* [Requirement]:
In the records below, count every line containing "tokio". Reply with the number only.

START Supplied entries

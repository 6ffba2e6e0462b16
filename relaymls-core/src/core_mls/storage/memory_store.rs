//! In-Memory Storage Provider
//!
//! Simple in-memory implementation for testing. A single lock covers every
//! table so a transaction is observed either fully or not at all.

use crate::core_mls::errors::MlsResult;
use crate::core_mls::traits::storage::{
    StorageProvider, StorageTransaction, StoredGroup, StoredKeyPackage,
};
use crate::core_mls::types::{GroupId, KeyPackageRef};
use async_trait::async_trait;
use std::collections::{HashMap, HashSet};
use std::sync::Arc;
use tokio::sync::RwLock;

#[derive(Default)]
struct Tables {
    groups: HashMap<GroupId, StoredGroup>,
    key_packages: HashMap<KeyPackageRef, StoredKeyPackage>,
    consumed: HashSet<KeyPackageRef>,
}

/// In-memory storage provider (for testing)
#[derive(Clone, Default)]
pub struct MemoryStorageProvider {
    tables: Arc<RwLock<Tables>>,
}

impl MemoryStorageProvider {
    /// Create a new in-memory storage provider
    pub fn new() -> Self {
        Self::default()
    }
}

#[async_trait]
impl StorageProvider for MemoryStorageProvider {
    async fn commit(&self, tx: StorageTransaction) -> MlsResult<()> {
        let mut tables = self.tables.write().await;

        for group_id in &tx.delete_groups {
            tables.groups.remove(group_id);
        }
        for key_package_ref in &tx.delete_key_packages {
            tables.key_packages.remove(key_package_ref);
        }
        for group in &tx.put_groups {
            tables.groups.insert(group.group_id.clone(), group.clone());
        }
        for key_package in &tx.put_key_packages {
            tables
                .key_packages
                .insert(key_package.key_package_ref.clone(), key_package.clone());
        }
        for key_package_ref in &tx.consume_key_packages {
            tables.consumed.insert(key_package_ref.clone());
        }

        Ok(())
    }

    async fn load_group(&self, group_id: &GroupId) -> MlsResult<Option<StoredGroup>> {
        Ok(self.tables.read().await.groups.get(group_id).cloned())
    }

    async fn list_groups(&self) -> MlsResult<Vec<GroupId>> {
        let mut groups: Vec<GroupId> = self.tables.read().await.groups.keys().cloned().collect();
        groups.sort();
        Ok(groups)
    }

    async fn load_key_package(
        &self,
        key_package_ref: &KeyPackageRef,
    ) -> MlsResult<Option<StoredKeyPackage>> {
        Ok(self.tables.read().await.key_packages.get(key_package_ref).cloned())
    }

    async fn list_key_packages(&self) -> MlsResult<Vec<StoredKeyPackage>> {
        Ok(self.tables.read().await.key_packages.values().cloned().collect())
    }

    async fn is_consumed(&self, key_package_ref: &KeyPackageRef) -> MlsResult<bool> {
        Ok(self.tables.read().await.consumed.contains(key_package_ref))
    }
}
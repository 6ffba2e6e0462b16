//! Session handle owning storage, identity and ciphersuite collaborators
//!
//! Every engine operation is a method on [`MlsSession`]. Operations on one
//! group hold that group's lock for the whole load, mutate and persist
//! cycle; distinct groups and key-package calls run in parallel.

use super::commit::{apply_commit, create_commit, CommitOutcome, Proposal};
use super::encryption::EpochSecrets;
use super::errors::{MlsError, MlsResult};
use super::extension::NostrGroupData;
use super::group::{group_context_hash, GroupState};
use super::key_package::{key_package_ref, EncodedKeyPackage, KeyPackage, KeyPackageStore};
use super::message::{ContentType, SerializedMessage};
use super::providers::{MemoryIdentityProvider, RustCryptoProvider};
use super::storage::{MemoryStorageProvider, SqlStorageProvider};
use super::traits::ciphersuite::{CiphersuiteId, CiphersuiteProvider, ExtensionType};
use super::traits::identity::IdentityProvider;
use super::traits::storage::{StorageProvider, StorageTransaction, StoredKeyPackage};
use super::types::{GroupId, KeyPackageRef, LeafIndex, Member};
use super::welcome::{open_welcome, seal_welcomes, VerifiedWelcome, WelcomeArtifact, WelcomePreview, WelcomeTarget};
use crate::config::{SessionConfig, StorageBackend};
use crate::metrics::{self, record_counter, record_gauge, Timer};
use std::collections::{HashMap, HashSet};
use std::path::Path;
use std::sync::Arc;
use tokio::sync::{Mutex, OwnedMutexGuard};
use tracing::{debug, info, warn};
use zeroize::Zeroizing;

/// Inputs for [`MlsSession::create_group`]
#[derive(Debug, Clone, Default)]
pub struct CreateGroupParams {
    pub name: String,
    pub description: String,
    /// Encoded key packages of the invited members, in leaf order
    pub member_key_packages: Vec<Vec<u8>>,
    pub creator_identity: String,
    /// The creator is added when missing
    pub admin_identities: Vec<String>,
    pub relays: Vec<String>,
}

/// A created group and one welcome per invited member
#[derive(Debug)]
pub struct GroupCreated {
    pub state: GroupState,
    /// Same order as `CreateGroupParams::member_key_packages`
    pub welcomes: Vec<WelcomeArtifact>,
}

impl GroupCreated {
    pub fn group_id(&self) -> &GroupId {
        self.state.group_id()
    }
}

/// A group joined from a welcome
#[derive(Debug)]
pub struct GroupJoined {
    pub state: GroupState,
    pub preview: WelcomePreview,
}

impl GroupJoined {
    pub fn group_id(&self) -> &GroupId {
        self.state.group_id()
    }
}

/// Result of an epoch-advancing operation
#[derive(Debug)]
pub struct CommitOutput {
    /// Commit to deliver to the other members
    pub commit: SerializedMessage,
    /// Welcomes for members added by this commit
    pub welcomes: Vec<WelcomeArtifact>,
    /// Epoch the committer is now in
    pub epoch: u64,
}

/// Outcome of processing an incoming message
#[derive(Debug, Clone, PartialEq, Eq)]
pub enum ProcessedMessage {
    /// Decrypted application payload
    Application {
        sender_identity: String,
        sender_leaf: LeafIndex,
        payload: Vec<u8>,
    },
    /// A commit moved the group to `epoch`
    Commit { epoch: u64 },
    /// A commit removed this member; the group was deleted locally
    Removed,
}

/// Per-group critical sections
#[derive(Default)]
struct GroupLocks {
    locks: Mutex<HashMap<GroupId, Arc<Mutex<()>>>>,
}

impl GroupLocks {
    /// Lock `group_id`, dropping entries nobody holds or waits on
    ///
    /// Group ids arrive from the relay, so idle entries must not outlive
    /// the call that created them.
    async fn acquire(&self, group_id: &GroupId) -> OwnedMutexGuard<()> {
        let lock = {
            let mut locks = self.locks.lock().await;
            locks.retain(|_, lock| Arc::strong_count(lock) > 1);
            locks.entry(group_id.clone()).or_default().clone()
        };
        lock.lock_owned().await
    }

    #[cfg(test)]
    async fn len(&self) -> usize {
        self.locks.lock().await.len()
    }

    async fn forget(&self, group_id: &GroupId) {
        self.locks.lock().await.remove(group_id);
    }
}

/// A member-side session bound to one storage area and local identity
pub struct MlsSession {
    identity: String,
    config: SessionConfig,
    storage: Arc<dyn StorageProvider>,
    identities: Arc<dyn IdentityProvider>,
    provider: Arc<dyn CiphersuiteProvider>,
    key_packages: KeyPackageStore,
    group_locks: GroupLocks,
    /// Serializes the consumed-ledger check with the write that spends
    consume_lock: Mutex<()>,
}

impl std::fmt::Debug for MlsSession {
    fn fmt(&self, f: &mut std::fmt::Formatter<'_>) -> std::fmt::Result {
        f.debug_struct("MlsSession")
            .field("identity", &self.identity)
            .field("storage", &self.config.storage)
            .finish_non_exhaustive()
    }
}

END Supplied entries

* [The answer]:
2